Il dirigea le gros de ses forces contre le gros de celles des Russes qu’il contraignit tout d’abord à reculer par Drissa jusqu’à Smolensk, et, Bagration se trouvant entraîné dans le mouvement, il battit les deux armées et s’empara de Moscou. C’est ainsi qu’il avait toujours fait et qu’il en était arrivé à subjuguer l’Europe ; de sorte que, lorsqu’on l’admire comme le plus grand des généraux dans toutes ses campagnes précédentes, c’est être inconséquent que de le blâmer d’avoir agi comme il l’a fait dans celle de 1812.

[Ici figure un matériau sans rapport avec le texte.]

// Look-ahead scheduler. Turns tempo, swing, patterns and punch-in effects into
// trigger events with a delay relative to "now". Callers pass the current time
// in milliseconds; the timing thread owns the only clock.
//
// Event times are accumulated (`next += duration`) rather than re-derived from
// the tick count, so late ticks only eat into the look-ahead window.

use log::{debug, warn};
use serde::{Deserialize, Serialize};

use crate::config::SchedulerSettings;
use crate::sequencer::dispatch::{resolve, ChannelSnapshot};
use crate::sequencer::timing::{effective_index, swing_offset_ms, Durations};
use crate::shared::{
    clamp_bpm, clamp_swing, quantize_repeat_origin, snap_step_count, triplet_count, ChannelId,
    PunchIn, StepPosition, Timeline, DEFAULT_BPM, DEFAULT_STEP_COUNT,
};

// Everything the scheduler needs from the host, pushed whenever it changes.
#[derive(Clone, Debug, PartialEq, Serialize, Deserialize)]
pub struct SchedulerUpdate {
    pub bpm: f64,
    pub step_count: usize,
    pub swing: f64,
    pub punch_in: PunchIn,
    // None while repeating means "capture it from the current step"
    pub repeat_origin: Option<usize>,
    pub channels: Vec<ChannelSnapshot>,
}

impl Default for SchedulerUpdate {
    fn default() -> Self {
        Self {
            bpm: DEFAULT_BPM,
            step_count: DEFAULT_STEP_COUNT,
            swing: 0.0,
            punch_in: PunchIn::None,
            repeat_origin: None,
            channels: Vec::new(),
        }
    }
}

impl SchedulerUpdate {
    fn clamped(mut self) -> Self {
        self.bpm = clamp_bpm(self.bpm);
        self.swing = clamp_swing(self.swing);
        self.step_count = snap_step_count(self.step_count);
        self
    }
}

// Instruction to play a channel `delay_ms` after the tick that produced it.
#[derive(Clone, Copy, Debug, PartialEq, Serialize, Deserialize)]
pub struct TriggerEvent {
    pub channel_id: ChannelId,
    pub sample_channel: ChannelId, // whose sample sounds; differs under swap
    pub delay_ms: f64,
    pub step: usize, // pattern slot heard, after the repeat fold
    pub is_triplet: bool,
}

// What one tick produced. Triggers are delivered as a single batch.
#[derive(Clone, Debug, Default, PartialEq)]
pub struct TickOutput {
    pub triggers: Vec<TriggerEvent>,
    pub step: Option<StepPosition>,
}

#[derive(Clone, Copy, Debug, PartialEq, Eq)]
enum RunState {
    Stopped,
    Running,
}

// Per-timeline phase accumulator.
#[derive(Clone, Copy, Debug, Default)]
struct Lane {
    index: usize,      // next index to schedule
    next_time: f64,    // absolute time of that index, unswung
    last_time: Option<f64>,
    last_due: Option<f64>, // when the last event actually plays, swing included
    last_index: usize, // most recently scheduled index, shown to the UI
}

impl Lane {
    fn reset(&mut self, now: f64) {
        *self = Lane { next_time: now, ..Lane::default() };
    }

    // `swing` is the offset the next index will get at the new cadence
    fn rebase(&mut self, now: f64, duration: f64, swing: f64) {
        let mut next = match self.last_time {
            Some(last) => (last + duration).max(now),
            None => now,
        };
        // a swung offbeat may already sit past `last + duration`
        if let Some(due) = self.last_due {
            next = next.max(due - swing);
        }
        self.next_time = next;
    }

    fn wrap(&mut self, len: usize) {
        self.index %= len;
        self.last_index %= len;
    }
}

pub struct Scheduler {
    settings: SchedulerSettings,
    config: SchedulerUpdate,
    state: RunState,
    repeat_origin: usize,
    straight: Lane,
    triplet: Lane,
    last_ui_emit: f64,
    last_ui_pos: Option<StepPosition>,
}

impl Scheduler {
    pub fn new(settings: SchedulerSettings, config: SchedulerUpdate) -> Self {
        Self {
            settings,
            config: config.clamped(),
            state: RunState::Stopped,
            repeat_origin: 0,
            straight: Lane::default(),
            triplet: Lane::default(),
            last_ui_emit: 0.0,
            last_ui_pos: None,
        }
    }

    pub fn is_running(&self) -> bool {
        self.state == RunState::Running
    }

    pub fn config(&self) -> &SchedulerUpdate {
        &self.config
    }

    pub fn position(&self) -> StepPosition {
        StepPosition {
            current_step: self.straight.last_index,
            current_triplet_step: self.triplet.last_index,
        }
    }

    // Resets both timelines to `now` and starts running.
    pub fn start(&mut self, now: f64) -> StepPosition {
        self.straight.reset(now);
        self.triplet.reset(now);
        self.state = RunState::Running;
        self.last_ui_emit = now;
        self.last_ui_pos = Some(StepPosition::default());
        debug!("scheduler started at {now:.1}ms, bpm {}", self.config.bpm);
        StepPosition::default()
    }

    // Idempotent. Already-emitted triggers are not recalled.
    pub fn stop(&mut self) -> StepPosition {
        if self.state == RunState::Running {
            debug!("scheduler stopped");
        }
        self.state = RunState::Stopped;
        self.straight = Lane::default();
        self.triplet = Lane::default();
        self.last_ui_pos = None;
        StepPosition::default()
    }

    // Applies a live edit. Counters keep running; only future durations change.
    pub fn update(&mut self, update: SchedulerUpdate, now: f64) {
        let update = update.clamped();
        let old = Durations::new(self.config.bpm, self.config.punch_in);
        let new = Durations::new(update.bpm, update.punch_in);

        if update.punch_in == PunchIn::Repeat {
            self.repeat_origin = match update.repeat_origin {
                Some(origin) => quantize_repeat_origin(origin),
                None if self.config.punch_in != PunchIn::Repeat => {
                    quantize_repeat_origin(self.straight.index)
                }
                None => self.repeat_origin,
            };
        }

        if update.step_count != self.config.step_count {
            self.straight.wrap(update.step_count);
            self.triplet.wrap(triplet_count(update.step_count));
        }

        if self.is_running() && old != new {
            // avoid a gap (or a burst) at the old cadence
            let swing = swing_offset_ms(self.straight.index, update.swing, new.step_ms);
            self.straight.rebase(now, new.step_ms, swing);
            self.triplet.rebase(now, new.triplet_ms, 0.0);
        }

        debug!(
            "scheduler update: bpm {}, {} steps, swing {}, punch-in {}",
            update.bpm,
            update.step_count,
            update.swing,
            update.punch_in.label()
        );
        self.config = update;
    }

    // Emits every event due before `now + lookahead`.
    pub fn tick(&mut self, now: f64) -> TickOutput {
        if !self.is_running() {
            return TickOutput::default();
        }
        let durations = Durations::new(self.config.bpm, self.config.punch_in);
        let horizon = now + self.settings.lookahead_ms;
        let step_count = self.config.step_count;

        let mut triggers = Vec::new();
        self.drain_lane(Timeline::Straight, durations.step_ms, step_count, now, horizon, &mut triggers);
        self.drain_lane(
            Timeline::Triplet,
            durations.triplet_ms,
            triplet_count(step_count),
            now,
            horizon,
            &mut triggers,
        );

        TickOutput { triggers, step: self.throttled_position(now) }
    }

    fn drain_lane(
        &mut self,
        timeline: Timeline,
        duration: f64,
        len: usize,
        now: f64,
        horizon: f64,
        out: &mut Vec<TriggerEvent>,
    ) {
        let cfg = &self.config;
        let lane = match timeline {
            Timeline::Straight => &mut self.straight,
            Timeline::Triplet => &mut self.triplet,
        };

        // A stalled thread would otherwise flush every missed step at once.
        let late = now - lane.next_time;
        if late > self.settings.lookahead_ms {
            let missed = (late / duration).floor() as usize;
            warn!("{timeline:?} timeline {late:.0}ms late, skipping {missed} steps");
            lane.next_time += missed as f64 * duration;
            lane.index = (lane.index + missed) % len;
        }

        while lane.next_time < horizon {
            let slot = effective_index(lane.index, timeline, cfg.punch_in, self.repeat_origin, len);
            let swing = match timeline {
                Timeline::Straight => swing_offset_ms(lane.index, cfg.swing, duration),
                Timeline::Triplet => 0.0,
            };
            let mut due = (lane.next_time + swing).max(now);
            if let Some(last) = lane.last_due {
                due = due.max(last);
            }
            let delay_ms = due - now;
            out.extend(resolve(&cfg.channels, timeline, slot, cfg.punch_in).into_iter().map(
                |f| TriggerEvent {
                    channel_id: f.channel_id,
                    sample_channel: f.sample_channel,
                    delay_ms,
                    step: slot,
                    is_triplet: timeline == Timeline::Triplet,
                },
            ));
            lane.last_time = Some(lane.next_time);
            lane.last_due = Some(due);
            lane.last_index = lane.index;
            lane.next_time += duration;
            lane.index = (lane.index + 1) % len;
        }
    }

    // UI updates are rate-limited separately from audio so redraw cost can't perturb timing
    fn throttled_position(&mut self, now: f64) -> Option<StepPosition> {
        if now - self.last_ui_emit < self.settings.ui_throttle_ms {
            return None;
        }
        let pos = self.position();
        if self.last_ui_pos == Some(pos) {
            return None;
        }
        self.last_ui_emit = now;
        self.last_ui_pos = Some(pos);
        Some(pos)
    }
}
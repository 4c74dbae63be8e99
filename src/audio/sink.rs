// The sequencer decides when and with what parameters a sample plays; a sink
// does the playing. Picked once at startup by `audio::open_sink`.

use std::collections::HashSet;
use std::sync::Arc;
use std::time::Instant;

use log::{debug, info};

use super::sample_buffer::SampleBuffer;
use super::sample_id::SampleId;
use crate::error::SinkError;

// One scheduled playback of a registered sample.
#[derive(Clone, Debug, PartialEq)]
pub struct ScheduleRequest {
    pub sample_id: SampleId,
    pub when: Instant,
    pub volume: f32,
    pub rate: f32,
    pub preserve_pitch: bool,
    pub trim_start_ms: f64,
    pub trim_end_ms: f64,
    pub duration_ms: f64,
}

pub trait AudioSink {
    fn name(&self) -> &'static str;

    // Registers a decoded buffer. Failure leaves the channel silent, nothing more.
    fn load_sample(&mut self, id: SampleId, buffer: Arc<SampleBuffer>) -> Result<(), SinkError>;

    // Releases the sink's copy of a buffer.
    fn unload_sample(&mut self, id: SampleId);

    // Fire-and-forget; there is no confirmation and no recall.
    fn schedule_sample(&mut self, request: ScheduleRequest);

    fn stop_all(&mut self) {}
}

// No hardware: remembers what it was asked to do and logs it.
#[derive(Debug, Default)]
pub struct SoftwareSink {
    loaded: HashSet<SampleId>,
    scheduled: usize,
}

impl SoftwareSink {
    pub fn new() -> Self {
        info!("using software audio sink, nothing will be audible");
        Self::default()
    }

    #[cfg(test)]
    fn scheduled_count(&self) -> usize {
        self.scheduled
    }

    #[cfg(test)]
    fn is_loaded(&self, id: SampleId) -> bool {
        self.loaded.contains(&id)
    }
}

impl AudioSink for SoftwareSink {
    fn name(&self) -> &'static str {
        "software"
    }

    fn load_sample(&mut self, id: SampleId, _buffer: Arc<SampleBuffer>) -> Result<(), SinkError> {
        self.loaded.insert(id);
        Ok(())
    }

    fn unload_sample(&mut self, id: SampleId) {
        self.loaded.remove(&id);
    }

    fn schedule_sample(&mut self, request: ScheduleRequest) {
        if !self.loaded.contains(&request.sample_id) {
            debug!("dropping trigger for unregistered sample {:?}", request.sample_id);
            return;
        }
        self.scheduled += 1;
        debug!(
            "sample {:?} in {:.1}ms at vol {:.2} rate {:.2}",
            request.sample_id,
            request.when.saturating_duration_since(Instant::now()).as_secs_f64() * 1000.0,
            request.volume,
            request.rate,
        );
    }
}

Dans le jugement à porter sur un événement, on peut sans doute prendre en considération le résultat que cet événement a produit, mais un esprit sage ne s’en tient pas à ce critérium unique. Il en est de même de la critique d’une campagne malheureuse, elle ne peut reposer sur l’énumération seule des causes qui l’ont fait échouer, et, avant de blâmer le général en chef, il faut prouver qu’il eût pu découvrir ces causes et y obvier.

Pour nous, condamner la campagne de 1812 en raison du formidable contre-coup qu’elle a provoqué, alors qu’on n’eût pas trouvé d’expression suffisante pour en proclamer la sublime grandeur si elle eût réussi, c’est faire preuve du jugement le plus arbitraire et le plus faux.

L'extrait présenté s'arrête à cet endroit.